Seems entirely fair to us
Apparently Uber is allowed to trade under the same terms as all other taxi hailing operations:
However, the Supreme Court ruled in the summer that minicab companies operating outside of the capital can deploy the agency model.
So, that’s the law then.
Uber …. adding that the change brought it in line with others operating outside of London.
Seems reasonable.
Uber is to avoid paying hundreds of millions of pounds under Rachel Reeves’s new “taxi tax” by rewriting drivers’ contracts.
As we’ve been known to say there’s no such thing as tax avoidance. There are attempts at it, obviously, but upon examination these all collapse down to either tax complaiance - also known as obeying the law - or tax evasion: not obeying the law. We’d also point out that the actual difference is not Uber avoiding anything anyway - it’s that customers of Uber will pay less VAT. VAT being a tax paid by the consumer, of course.
Ms Reeves adjusted VAT rules in November’s Budget so that minicab companies would have to pay the 20pc tax on entire fares. The change will come into effect on Friday.
Currently, they pay it only on the commission paid to the companies – a fraction of the total passenger bill.
Uber’s new contract rewrites the legal relationship between the company and its drivers in a way that shifts liability for VAT to drivers.
Under what is dubbed the “agency” model, Uber effectively acts as a booking agent and it is drivers who contract directly with passengers, and are therefore liable for VAT.
Not only does this reduce Uber’s expected tax bill, it is also likely to deprive the Treasury of significant sums.
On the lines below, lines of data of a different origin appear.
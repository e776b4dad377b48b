//! EKF-SLAM over an externally localized vehicle and a cone map
//!
//! The pose block is substituted every cycle from the localization source
//! (no motion model). Detections are associated against the current map by
//! radius; matches run a joint range/bearing EKF update, misses augment the
//! state with a new landmark. Unconfirmed landmarks that fall behind the
//! vehicle are pruned once per cycle.
//!
//! State layout is documented in [`super::joint_state`].

use nalgebra::{DMatrix, DVector, SMatrix};
use serde::{Deserialize, Serialize};

use super::joint_state::JointState;
use crate::spatial::LandmarkTree;
use crate::transform::wrap_to_pi;
use crate::types::{
    landmark_offset, ConeColor, Detection, Landmark, LandmarkMat, LandmarkVec, MeasureNoise,
    MeasureVec, Pose2D, PoseMat, SparseJacobian, SPARSE_COLS,
};

/// How to pick among several landmarks inside the association radius.
#[derive(Clone, Copy, Debug, Default, PartialEq, Eq, Serialize, Deserialize)]
#[serde(rename_all = "snake_case")]
pub enum AssociationPolicy {
    /// Lowest landmark index among the candidates (oldest landmark first).
    #[default]
    FirstCandidate,
    /// Smallest Euclidean distance to the detection's map position.
    NearestCandidate,
}

#[derive(Clone, Debug)]
pub struct EkfSlamConfig {
    /// Range/bearing measurement noise Q
    pub sensor_noise: MeasureNoise,
    /// Association radius around the detection's map position
    pub association_radius: f64,
    pub association_policy: AssociationPolicy,
    /// Landmarks seen fewer times than this are prunable once behind
    pub min_observations: u32,
    /// Re-symmetrize Σ after every update
    pub symmetrize: bool,
}

impl Default for EkfSlamConfig {
    fn default() -> Self {
        Self {
            sensor_noise: MeasureNoise::new(
                1.0, 0.0, // range variance (1.0 std)
                0.0, 0.64, // bearing variance (0.8 std)
            ),
            association_radius: 2.0,
            association_policy: AssociationPolicy::FirstCandidate,
            min_observations: 7,
            symmetrize: true,
        }
    }
}

/// Why an update against a matched landmark did not run.
#[derive(Clone, Copy, Debug, PartialEq, Eq, Serialize, Deserialize)]
#[serde(rename_all = "snake_case")]
pub enum SkipReason {
    /// Innovation covariance could not be inverted
    SingularInnovation,
    /// Landmark coincides with the vehicle position
    DegenerateGeometry,
}

/// Result of feeding one detection to the filter.
#[derive(Clone, Copy, Debug, PartialEq)]
pub enum DetectionOutcome {
    Updated { index: usize },
    Augmented { index: usize },
    UpdateSkipped { index: usize, reason: SkipReason },
    Rejected,
}

pub struct EkfSlam {
    config: EkfSlamConfig,
    state: JointState,
    landmarks: Vec<Landmark>,
    index: LandmarkTree,
    index_stale: bool,
}

impl EkfSlam {
    pub fn new(config: EkfSlamConfig, initial_pose: Pose2D, initial_covariance: PoseMat) -> Self {
        Self {
            config,
            state: JointState::new(initial_pose.to_vec(), initial_covariance),
            landmarks: Vec::new(),
            index: LandmarkTree::new(),
            index_stale: true,
        }
    }

    pub fn config(&self) -> &EkfSlamConfig {
        &self.config
    }

    pub fn state(&self) -> &JointState {
        &self.state
    }

    pub fn pose(&self) -> Pose2D {
        Pose2D::from_vec(&self.state.pose())
    }

    pub fn landmarks(&self) -> &[Landmark] {
        &self.landmarks
    }

    pub fn landmark_count(&self) -> usize {
        self.landmarks.len()
    }

    pub fn landmark_covariance(&self, index: usize) -> Option<LandmarkMat> {
        self.state.landmark_covariance(index)
    }

    /// Place a known landmark in the map, uncorrelated with the rest of the state.
    pub fn seed_landmark(&mut self, landmark: Landmark, covariance: LandmarkMat) -> usize {
        let index = self.state.push_landmark(&landmark.position(), &covariance);
        self.landmarks.push(landmark);
        self.index_stale = true;
        index
    }

    /// Pose substitution: trust the external localization for this cycle.
    pub fn predict(&mut self, pose: &Pose2D, covariance: &PoseMat) {
        self.state.set_pose(&pose.to_vec(), covariance);
    }

    /// Mark the spatial index for rebuild; called once at the start of each cycle.
    pub fn begin_cycle(&mut self) {
        self.index_stale = true;
    }

    /// Map position implied by a detection from the current pose.
    pub fn detection_to_map(&self, detection: &Detection) -> LandmarkVec {
        let pose = self.pose();
        let angle = pose.heading + detection.bearing;
        LandmarkVec::new(
            pose.x + detection.range * angle.cos(),
            pose.y + detection.range * angle.sin(),
        )
    }

    /// Associate one detection and run either an update or an augmentation.
    pub fn process_detection(&mut self, detection: &Detection) -> DetectionOutcome {
        if !detection.is_valid() {
            log::warn!(
                "Rejecting malformed detection: range={} bearing={}",
                detection.range,
                detection.bearing
            );
            return DetectionOutcome::Rejected;
        }

        let candidate = self.detection_to_map(detection);
        match self.associate(&candidate) {
            Some(index) => match self.update(index, detection) {
                Ok(()) => {
                    let landmark = &mut self.landmarks[index];
                    landmark.color = merged_color(landmark.color, detection.color);
                    DetectionOutcome::Updated { index }
                }
                Err(reason) => {
                    log::debug!("Skipping update of landmark {}: {:?}", index, reason);
                    DetectionOutcome::UpdateSkipped { index, reason }
                }
            },
            None => {
                let index = self.augment(detection, &candidate);
                DetectionOutcome::Augmented { index }
            }
        }
    }

    /// Landmark to update for a detection at `candidate`, if any lies within
    /// the association radius.
    pub fn associate(&mut self, candidate: &LandmarkVec) -> Option<usize> {
        if self.landmarks.is_empty() {
            return None;
        }
        self.refresh_index();

        let hits = self
            .index
            .within_radius([candidate.x, candidate.y], self.config.association_radius);

        match self.config.association_policy {
            AssociationPolicy::FirstCandidate => hits.iter().map(|h| h.index).min(),
            AssociationPolicy::NearestCandidate => hits
                .iter()
                .map(|h| {
                    let dx = h.position[0] - candidate.x;
                    let dy = h.position[1] - candidate.y;
                    (h.index, dx * dx + dy * dy)
                })
                .min_by(|a, b| a.1.total_cmp(&b.1).then(a.0.cmp(&b.0)))
                .map(|(index, _)| index),
        }
    }

    /// Joint EKF update against landmark `index`.
    ///
    /// H is nonzero only in the pose columns and the landmark's two columns,
    /// so ΣHᵀ and HΣ are assembled from those five rows/cols of Σ.
    pub fn update(&mut self, index: usize, detection: &Detection) -> Result<(), SkipReason> {
        let pose = self.pose();
        let landmark = self
            .state
            .landmark(index)
            .ok_or(SkipReason::DegenerateGeometry)?;

        let dx = landmark.x - pose.x;
        let dy = landmark.y - pose.y;
        let q = dx * dx + dy * dy;
        let range_hat = q.sqrt();
        if range_hat < 1e-9 {
            return Err(SkipReason::DegenerateGeometry);
        }
        let bearing_hat = wrap_to_pi(dy.atan2(dx) - pose.heading);

        let innovation = MeasureVec::new(
            detection.range - range_hat,
            wrap_to_pi(detection.bearing - bearing_hat),
        );

        // Columns: px, py, θ, lx, ly
        #[rustfmt::skip]
        let h = SparseJacobian::new(
            -dx / range_hat, -dy / range_hat,  0.0, dx / range_hat, dy / range_hat,
             dy / q,         -dx / q,         -1.0, -dy / q,        dx / q,
        );

        let base = landmark_offset(index);
        let cols = [0, 1, 2, base, base + 1];
        let n = self.state.dim();
        let sigma = self.state.sigma();

        let sigma_cc = SMatrix::<f64, SPARSE_COLS, SPARSE_COLS>::from_fn(|r, c| {
            sigma[(cols[r], cols[c])]
        });
        let s = h * sigma_cc * h.transpose() + self.config.sensor_noise;
        let s_inv = s.try_inverse().ok_or(SkipReason::SingularInnovation)?;
        if s_inv.iter().any(|v| !v.is_finite()) {
            return Err(SkipReason::SingularInnovation);
        }

        let h_dyn = DMatrix::from_fn(2, SPARSE_COLS, |r, c| h[(r, c)]);
        let sigma_cols = DMatrix::from_fn(n, SPARSE_COLS, |r, c| sigma[(r, cols[c])]);
        let sigma_rows = DMatrix::from_fn(SPARSE_COLS, n, |r, c| sigma[(cols[r], c)]);

        // K = Σ Hᵀ S⁻¹
        let pht = &sigma_cols * h_dyn.transpose();
        let gain = pht * DMatrix::from_fn(2, 2, |r, c| s_inv[(r, c)]);

        // μ ← μ + K z ;  Σ ← Σ − K (H Σ)
        let delta = &gain * DVector::from_column_slice(innovation.as_slice());
        let h_sigma = &h_dyn * &sigma_rows;
        let reduction = &gain * &h_sigma;
        self.state.apply_correction(&delta, &reduction);

        let heading = self.state.pose()[2];
        self.state.set_heading(wrap_to_pi(heading));
        if self.config.symmetrize {
            self.state.symmetrize();
        }

        self.sync_landmarks_from_state();
        self.landmarks[index].observation_count += 1;
        Ok(())
    }

    /// Append a new landmark at `position` with block Lz·Q·Lzᵀ and zero cross terms.
    pub fn augment(&mut self, detection: &Detection, position: &LandmarkVec) -> usize {
        let pose = self.pose();
        let angle = pose.heading + detection.bearing;
        let (s, c) = angle.sin_cos();
        let r = detection.range;

        // ∂(landmark)/∂(range, bearing)
        #[rustfmt::skip]
        let lz = LandmarkMat::new(
            c, -r * s,
            s,  r * c,
        );
        let covariance = lz * self.config.sensor_noise * lz.transpose();

        let index = self.state.push_landmark(position, &covariance);
        self.landmarks.push(Landmark {
            x: position.x,
            y: position.y,
            color: detection.color,
            observation_count: 1,
        });
        if !self.index_stale {
            self.index.insert([position.x, position.y], index);
        }
        index
    }

    /// Remove every landmark that is both behind the vehicle and seen fewer
    /// than `min_observations` times. Returns the removed landmarks.
    pub fn prune(&mut self) -> Vec<Landmark> {
        let pose = self.pose();
        let (sin_h, cos_h) = pose.heading.sin_cos();
        let min_observations = self.config.min_observations;

        let doomed: Vec<usize> = self
            .landmarks
            .iter()
            .enumerate()
            .filter(|(_, lm)| {
                let behind = (lm.x - pose.x) * cos_h + (lm.y - pose.y) * sin_h < 0.0;
                let noisy = lm.observation_count < min_observations;
                behind && noisy
            })
            .map(|(i, _)| i)
            .collect();

        if doomed.is_empty() {
            return Vec::new();
        }

        self.state.remove_landmarks(&doomed);

        let mut removed = Vec::with_capacity(doomed.len());
        let mut doomed_iter = doomed.iter().peekable();
        let mut kept = Vec::with_capacity(self.landmarks.len() - doomed.len());
        for (i, lm) in self.landmarks.drain(..).enumerate() {
            if doomed_iter.peek() == Some(&&i) {
                doomed_iter.next();
                removed.push(lm);
            } else {
                kept.push(lm);
            }
        }
        self.landmarks = kept;
        self.index_stale = true;
        removed
    }

    fn refresh_index(&mut self) {
        if self.index_stale || self.index.landmark_count() != self.landmarks.len() {
            self.index = LandmarkTree::from_landmarks(&self.landmarks);
            self.index_stale = false;
        }
    }

    // The update touches every landmark through cross-covariance.
    fn sync_landmarks_from_state(&mut self) {
        let mu = self.state.mu();
        for (k, lm) in self.landmarks.iter_mut().enumerate() {
            let base = landmark_offset(k);
            lm.x = mu[base];
            lm.y = mu[base + 1];
        }
    }
}

/// Color of a landmark after a matched detection of `incoming` color.
pub fn merged_color(current: ConeColor, incoming: ConeColor) -> ConeColor {
    if incoming.is_known() {
        incoming
    } else {
        current
    }
}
Individual drivers would not be liable for VAT until they make more than £90,000 in bookings in a year, a level most are unlikely to cross.
We’ve absolutely no doubt at all that there will be some that will complain about this. We expect one ex-tax lawyer to launch a crowdfunding immediately for example. But we do think that fox has been shot given the Supreme Court ruling.
Taxi-booking firm obeys tax law. Odd that people might complain about that we think.